Case ID: sw2d_333/html/0146-01.html
Source: Caselaw Access Project
Author: {"author": "WOODLEY, Judge.", "license": "Public Domain", "url": "https://static.case.law/"}
Date Created: 2024-08-24T03:29:51.129683

Ex parte Johnnie Lee WILLIAMS.
    No. 31437.
    Court of Criminal Appeals of Texas.
    March 16, 1960.
    
      Wardlaw, Cochran & Brown, by A. L. Wardlaw, Fort Worth, for appellant.
    Doug Crouch, Criminal Dist. Atty., Albert F. Fick, Jr., Asst. Criminal Dist. Atty., Fort Worth, and Leon B. Douglas, State’s Atty., Austin, for the State.
   WOODLEY, Judge.

The appeal is from an order entered in a habeas corpus proceeding remanding appellant to custody for extradition.

The warrant issued by the Governor of Texas was offered in evidence, and made a prima facie case for appellant’s extradition to' Ohio to answer a charge of robbery, the offense having been committed about 9:30 P.M. on March 30, 1959, in the City of Canton. Ex parte Emmons, Tex.Cr.App., 322 S.W.2d 534; Ex parte McDaniel, 76 Tex.Cr.R. 184, 173 S.W. 1018.

The requisition of the Governor of Ohio was not offered in evidence at the habeas corpus hearing, nor were any of the supporting papers. This Court cannot assume that such papers would reveal any facts which would enable appellant to resist extradition. Ex parte Haynes, 98 Tex.Cr.R. 609, 267 S.W. 490.

In the absence of evidence to the contrary, the presumption is that the action of the Governor of Texas in issuing his executive warrant was upon a proper and legal requisition of the Governor of the demanding state. Ex parte Berry, 139 Tex.Cr.R. 67, 138 S.W.2d 813; Ex parte Anderson, Tex.Cr.App., 243 S.W.2d 169.

The issue of whether the person sought to he extradited was in the demanding state at the time of the offense may be raised in a habeas corpus proceeding. The burden of showing that he was not in the demanding state at the time of the offense, and hence not a fugitive from justice, is on the relator. Ex parte Smith, 155 Tex.Cr.R. 168, 232 S.W.2d 992; Ex parte Quale, Tex.Cr.App., 298 S.W.2d 174; Ex parte Shirley, 164 Tex.Cr.R. 447, 299 S.W.2d 701; Ex parte Hoover, 164 Tex.Cr.R. 251, 298 S.W.2d 579.

The like issue that the relator is not in fact the person charged in the demanding state may also be raised, the relator having the burden of overcoming the prima facie case made by the introduction of the executive warrant for his removal. Ex parte Kaufman, Tex.Cr.App., 323 S.W.2d 48, and cases cited.

No question is here presented as to the appellant being the person named in the Executive Warrant of the Governor of Texas.

To overcome the prima facie case made by the Extradition Warrant and to discharge the burden resting upon him, appellant offered evidence to the effect that he was in Waxahachie, Texas, on March 30, 1959, and in court at Ft. Worth the following morning about 8:30 A.M., Ft. Worth being some 1,200 miles from Canton, Ohio.

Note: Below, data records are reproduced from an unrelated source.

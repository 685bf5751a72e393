//! Document store client abstraction.
//!
//! This module defines the traits that abstract over the storage backend a model talks to.
//! Filters and updates are BSON documents in the store's own query dialect; results come
//! back as a stream of raw documents that the model decodes into schemes.
//!
//! # Traits
//!
//! - [`StoreBackend`]: find, insert, find-and-modify and bulk removal against a database
//! - [`StoreBackendBuilder`]: factory for creating a backend from explicit parameters
//! - [`Connector`]: factory for creating a backend from a named [`Link`]
//!
//! # Examples
//!
//! ```ignore
//! use docmodel::backend::{StoreBackend, FindOptions};
//! use bson::{doc, oid::ObjectId};
//! use futures::TryStreamExt;
//!
//! let id = ObjectId::new();
//! backend.insert("Users", doc! { "_id": id, "name": "Alice" }).await?;
//!
//! let found = backend
//!     .find("Users", doc! { "_id": id }, FindOptions::default())
//!     .await?
//!     .try_collect::<Vec<_>>()
//!     .await?;
//! ```

use async_trait::async_trait;
use bson::Document;
use futures::stream::BoxStream;
use std::{fmt::Debug, sync::Arc};

use crate::{error::DocumentStoreResult, link::Link};

/// A stream of raw documents produced by a find operation, in store order.
pub type DocumentCursor = BoxStream<'static, DocumentStoreResult<Document>>;

/// Paging options for a find operation.
#[derive(Debug, Clone, Copy, Default, PartialEq, Eq)]
pub struct FindOptions {
    /// Number of matching documents to skip.
    pub skip: Option<usize>,
    /// Maximum number of documents to return.
    pub limit: Option<usize>,
}

/// Abstract interface for document store clients.
///
/// Implementers provide the storage operations the model layer is built on. Every call is
/// a single round trip with no retries; errors are returned to the caller as they occur.
///
/// # Thread Safety
///
/// Implementations must be `Send + Sync` so a model can be shared across async tasks.
///
/// # Cancellation
///
/// All methods are async; dropping the returned future abandons the operation.
#[async_trait]
pub trait StoreBackend: Send + Sync + Debug {
    /// Opens a cursor over the documents of `collection` matching `filter`.
    ///
    /// Documents are yielded in the store's natural order after `options` are applied.
    /// A missing collection yields an empty cursor.
    async fn find(
        &self,
        collection: &str,
        filter: Document,
        options: FindOptions,
    ) -> DocumentStoreResult<DocumentCursor>;

    /// Inserts a document that already carries its `_id`.
    ///
    /// The collection is created if it does not exist. Inserting an `_id` that is
    /// already present is an error.
    async fn insert(&self, collection: &str, document: Document) -> DocumentStoreResult<()>;

    /// Applies `update` to the first document matching `filter`.
    ///
    /// Returns the document as it is after the update, or `None` if nothing matched.
    async fn find_and_modify(
        &self,
        collection: &str,
        filter: Document,
        update: Document,
    ) -> DocumentStoreResult<Option<Document>>;

    /// Removes every document matching `filter` and returns how many were removed.
    async fn remove_all(&self, collection: &str, filter: Document) -> DocumentStoreResult<u64>;

    /// Cleanly shuts down the backend, releasing all resources.
    ///
    /// The default implementation is a no-op.
    async fn shutdown(self) -> DocumentStoreResult<()>
    where
        Self: Sized,
    {
        Ok(())
    }
}

#[async_trait]
impl<B> StoreBackend for &B
where
    B: StoreBackend + ?Sized,
{
    async fn find(
        &self,
        collection: &str,
        filter: Document,
        options: FindOptions,
    ) -> DocumentStoreResult<DocumentCursor> {
        (**self)
            .find(collection, filter, options)
            .await
    }

    async fn insert(&self, collection: &str, document: Document) -> DocumentStoreResult<()> {
        (**self)
            .insert(collection, document)
            .await
    }

    async fn find_and_modify(
        &self,
        collection: &str,
        filter: Document,
        update: Document,
    ) -> DocumentStoreResult<Option<Document>> {
        (**self)
            .find_and_modify(collection, filter, update)
            .await
    }

    async fn remove_all(&self, collection: &str, filter: Document) -> DocumentStoreResult<u64> {
        (**self)
            .remove_all(collection, filter)
            .await
    }
}

#[async_trait]
impl<B> StoreBackend for Arc<B>
where
    B: StoreBackend + ?Sized,
{
    async fn find(
        &self,
        collection: &str,
        filter: Document,
        options: FindOptions,
    ) -> DocumentStoreResult<DocumentCursor> {
        (**self)
            .find(collection, filter, options)
            .await
    }

    async fn insert(&self, collection: &str, document: Document) -> DocumentStoreResult<()> {
        (**self)
            .insert(collection, document)
            .await
    }

    async fn find_and_modify(
        &self,
        collection: &str,
        filter: Document,
        update: Document,
    ) -> DocumentStoreResult<Option<Document>> {
        (**self)
            .find_and_modify(collection, filter, update)
            .await
    }

    async fn remove_all(&self, collection: &str, filter: Document) -> DocumentStoreResult<u64> {
        (**self)
            .remove_all(collection, filter)
            .await
    }
}

/// Factory trait for creating backend instances from explicit parameters.
#[async_trait]
pub trait StoreBackendBuilder {
    type Backend: StoreBackend;

    async fn build(self) -> DocumentStoreResult<Self::Backend>;
}

/// Factory trait for opening a backend session from a named connection configuration.
///
/// The returned backend is bound to the database named by [`Link::db_name`].
#[async_trait]
pub trait Connector: Send + Sync {
    type Backend: StoreBackend + 'static;

    async fn connect(&self, link: &Link) -> DocumentStoreResult<Self::Backend>;
}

To meet this evidence, the respondent offered the testimony of a city detective of the City of Canton, Ohio, who had investigated. the case. He testified that two witnesses to the robbery had. identified appellant’s photograph as that of one of the robbers, and that one Raif, who was in the penitentiary in Oklahoma, had made a written statement that Johnnie Lee Williams was his companion in the robbery.

This testimony appears to be hearsay and without probative value.

The only other evidence offered by the State was the testimony of the officer who arrested appellant on the executive warrant, in July 1959, to the effect that while under arrest, appellant said he had been in Ohio and was with a couple of fellows who had gotten in trouble and he had come back to his home in Texas. The officer testified that he did not know what period of time appellant was referring to.

There was nothing in appellant’s statement suggesting a night flight beginning after 9:30 P. M. in Canton, Ohio and terminating before 8:30 A. M. in Ft. Worth.

We need not base our holding upon the fact that appellant’s oral statement made while under arrest was admitted over proper objection. If it was admissible, the evidence was insufficient to overcome the evidence offered in appellant’s behalf that he was not in Ohio when the robbery was committed and hence was not a fugitive from that state.

The judgment remanding appellant is reversed and he is ordered discharged.